BEGIN Recorded data
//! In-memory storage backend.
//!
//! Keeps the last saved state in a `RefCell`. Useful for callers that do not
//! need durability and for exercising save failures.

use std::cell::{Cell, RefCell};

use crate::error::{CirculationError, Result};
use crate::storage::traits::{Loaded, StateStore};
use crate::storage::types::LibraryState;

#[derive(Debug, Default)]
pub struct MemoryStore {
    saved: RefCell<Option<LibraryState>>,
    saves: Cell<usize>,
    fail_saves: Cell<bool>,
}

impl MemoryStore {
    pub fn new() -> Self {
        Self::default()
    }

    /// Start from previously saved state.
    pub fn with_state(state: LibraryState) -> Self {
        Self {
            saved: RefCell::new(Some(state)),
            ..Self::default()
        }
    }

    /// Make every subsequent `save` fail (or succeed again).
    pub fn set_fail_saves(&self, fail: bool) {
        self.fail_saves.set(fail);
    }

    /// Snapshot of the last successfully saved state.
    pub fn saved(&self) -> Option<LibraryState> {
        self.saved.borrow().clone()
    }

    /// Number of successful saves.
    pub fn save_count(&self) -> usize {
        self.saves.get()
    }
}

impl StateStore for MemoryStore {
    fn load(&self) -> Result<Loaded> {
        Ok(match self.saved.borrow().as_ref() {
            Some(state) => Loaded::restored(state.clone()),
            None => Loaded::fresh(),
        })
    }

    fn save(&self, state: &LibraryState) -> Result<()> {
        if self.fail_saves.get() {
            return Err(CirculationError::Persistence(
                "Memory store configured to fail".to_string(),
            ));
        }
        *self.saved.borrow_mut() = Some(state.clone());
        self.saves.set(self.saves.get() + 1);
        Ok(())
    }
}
END Recorded data
BEGIN Recorded data
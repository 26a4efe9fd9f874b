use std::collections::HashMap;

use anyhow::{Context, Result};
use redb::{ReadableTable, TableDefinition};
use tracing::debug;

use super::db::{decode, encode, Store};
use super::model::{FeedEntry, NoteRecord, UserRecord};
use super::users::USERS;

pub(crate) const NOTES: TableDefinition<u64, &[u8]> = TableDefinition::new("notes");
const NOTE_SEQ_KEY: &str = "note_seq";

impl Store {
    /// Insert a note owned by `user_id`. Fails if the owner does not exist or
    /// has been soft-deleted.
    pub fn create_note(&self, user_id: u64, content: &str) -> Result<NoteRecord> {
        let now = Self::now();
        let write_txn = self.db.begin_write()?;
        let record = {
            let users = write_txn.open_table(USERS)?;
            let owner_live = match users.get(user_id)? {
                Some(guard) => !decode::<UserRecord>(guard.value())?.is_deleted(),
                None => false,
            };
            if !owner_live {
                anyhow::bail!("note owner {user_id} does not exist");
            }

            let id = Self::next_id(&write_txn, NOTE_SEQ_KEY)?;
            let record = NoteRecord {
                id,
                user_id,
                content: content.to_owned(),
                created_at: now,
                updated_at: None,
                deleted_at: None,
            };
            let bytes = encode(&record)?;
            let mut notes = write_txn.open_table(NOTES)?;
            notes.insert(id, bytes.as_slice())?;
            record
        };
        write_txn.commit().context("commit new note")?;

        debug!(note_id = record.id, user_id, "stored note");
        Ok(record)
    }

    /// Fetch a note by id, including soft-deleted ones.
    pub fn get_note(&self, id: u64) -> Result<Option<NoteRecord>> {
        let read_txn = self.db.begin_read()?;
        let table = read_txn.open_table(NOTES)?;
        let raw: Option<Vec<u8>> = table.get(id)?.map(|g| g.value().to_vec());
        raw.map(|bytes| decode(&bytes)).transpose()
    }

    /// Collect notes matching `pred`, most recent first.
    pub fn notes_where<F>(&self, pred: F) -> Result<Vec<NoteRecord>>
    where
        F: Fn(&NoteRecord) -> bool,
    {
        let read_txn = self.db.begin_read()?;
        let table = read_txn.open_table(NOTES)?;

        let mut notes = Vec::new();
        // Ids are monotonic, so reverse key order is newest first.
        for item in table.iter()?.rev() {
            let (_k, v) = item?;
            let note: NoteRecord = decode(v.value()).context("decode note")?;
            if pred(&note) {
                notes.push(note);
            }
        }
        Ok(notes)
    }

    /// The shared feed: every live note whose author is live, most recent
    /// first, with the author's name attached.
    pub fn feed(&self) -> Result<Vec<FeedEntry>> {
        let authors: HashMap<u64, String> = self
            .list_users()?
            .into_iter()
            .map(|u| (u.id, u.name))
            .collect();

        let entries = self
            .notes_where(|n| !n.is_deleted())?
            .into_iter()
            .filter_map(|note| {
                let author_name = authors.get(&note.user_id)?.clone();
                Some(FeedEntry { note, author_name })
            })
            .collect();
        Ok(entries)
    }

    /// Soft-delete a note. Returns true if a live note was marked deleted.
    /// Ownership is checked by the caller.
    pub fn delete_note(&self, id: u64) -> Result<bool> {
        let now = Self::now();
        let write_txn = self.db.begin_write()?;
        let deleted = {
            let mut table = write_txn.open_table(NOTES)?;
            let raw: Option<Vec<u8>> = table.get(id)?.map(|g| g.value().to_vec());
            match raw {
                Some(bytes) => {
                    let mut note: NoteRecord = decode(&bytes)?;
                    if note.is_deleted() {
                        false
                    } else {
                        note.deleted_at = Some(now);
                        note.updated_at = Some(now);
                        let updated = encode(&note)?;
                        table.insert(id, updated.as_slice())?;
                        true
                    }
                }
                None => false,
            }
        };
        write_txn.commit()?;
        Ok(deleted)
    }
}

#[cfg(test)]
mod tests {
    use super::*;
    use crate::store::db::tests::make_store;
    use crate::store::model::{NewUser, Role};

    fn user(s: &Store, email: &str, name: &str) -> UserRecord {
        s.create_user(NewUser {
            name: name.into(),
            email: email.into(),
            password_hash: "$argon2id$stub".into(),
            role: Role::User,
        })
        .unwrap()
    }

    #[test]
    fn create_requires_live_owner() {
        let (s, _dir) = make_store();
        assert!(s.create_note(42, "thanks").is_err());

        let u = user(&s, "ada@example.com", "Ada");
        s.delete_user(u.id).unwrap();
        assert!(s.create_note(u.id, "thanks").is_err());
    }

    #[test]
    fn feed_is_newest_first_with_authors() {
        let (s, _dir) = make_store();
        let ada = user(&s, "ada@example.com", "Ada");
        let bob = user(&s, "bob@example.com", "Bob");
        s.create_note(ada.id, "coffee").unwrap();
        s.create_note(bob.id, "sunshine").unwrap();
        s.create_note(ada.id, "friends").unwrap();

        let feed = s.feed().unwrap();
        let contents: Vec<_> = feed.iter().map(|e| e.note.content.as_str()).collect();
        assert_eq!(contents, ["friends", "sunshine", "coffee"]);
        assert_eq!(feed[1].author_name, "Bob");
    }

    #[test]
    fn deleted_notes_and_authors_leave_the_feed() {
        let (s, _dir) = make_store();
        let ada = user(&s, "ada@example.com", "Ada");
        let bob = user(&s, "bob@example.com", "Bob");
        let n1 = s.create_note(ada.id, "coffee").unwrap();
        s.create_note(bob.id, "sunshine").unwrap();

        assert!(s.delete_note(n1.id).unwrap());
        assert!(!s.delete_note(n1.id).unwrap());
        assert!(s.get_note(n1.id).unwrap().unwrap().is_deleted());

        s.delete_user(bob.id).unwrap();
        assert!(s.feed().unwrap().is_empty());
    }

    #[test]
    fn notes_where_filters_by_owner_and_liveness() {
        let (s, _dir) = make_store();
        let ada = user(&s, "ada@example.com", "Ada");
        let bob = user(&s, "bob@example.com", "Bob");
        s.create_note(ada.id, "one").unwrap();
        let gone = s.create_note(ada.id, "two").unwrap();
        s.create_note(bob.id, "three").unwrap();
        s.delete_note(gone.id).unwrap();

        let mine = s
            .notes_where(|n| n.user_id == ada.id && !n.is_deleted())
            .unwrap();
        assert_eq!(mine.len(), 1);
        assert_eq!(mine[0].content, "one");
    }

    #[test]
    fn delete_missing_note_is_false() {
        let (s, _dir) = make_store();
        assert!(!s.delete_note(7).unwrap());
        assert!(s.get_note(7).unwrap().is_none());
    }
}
END Recorded data
■ **Aim of the exercise**: Reproduce exactly the lines above from the line with "In-memory storage backend." to the line with "use crate::storage::types::LibraryState;", including both, and add nothing.

■ **Answer section**:
//! In-memory storage backend.
//!
//! Keeps the last saved state in a `RefCell`. Useful for callers that do not
//! need durability and for exercising save failures.

use std::cell::{Cell, RefCell};

use crate::error::{CirculationError, Result};
use crate::storage::traits::{Loaded, StateStore};
use crate::storage::types::LibraryState;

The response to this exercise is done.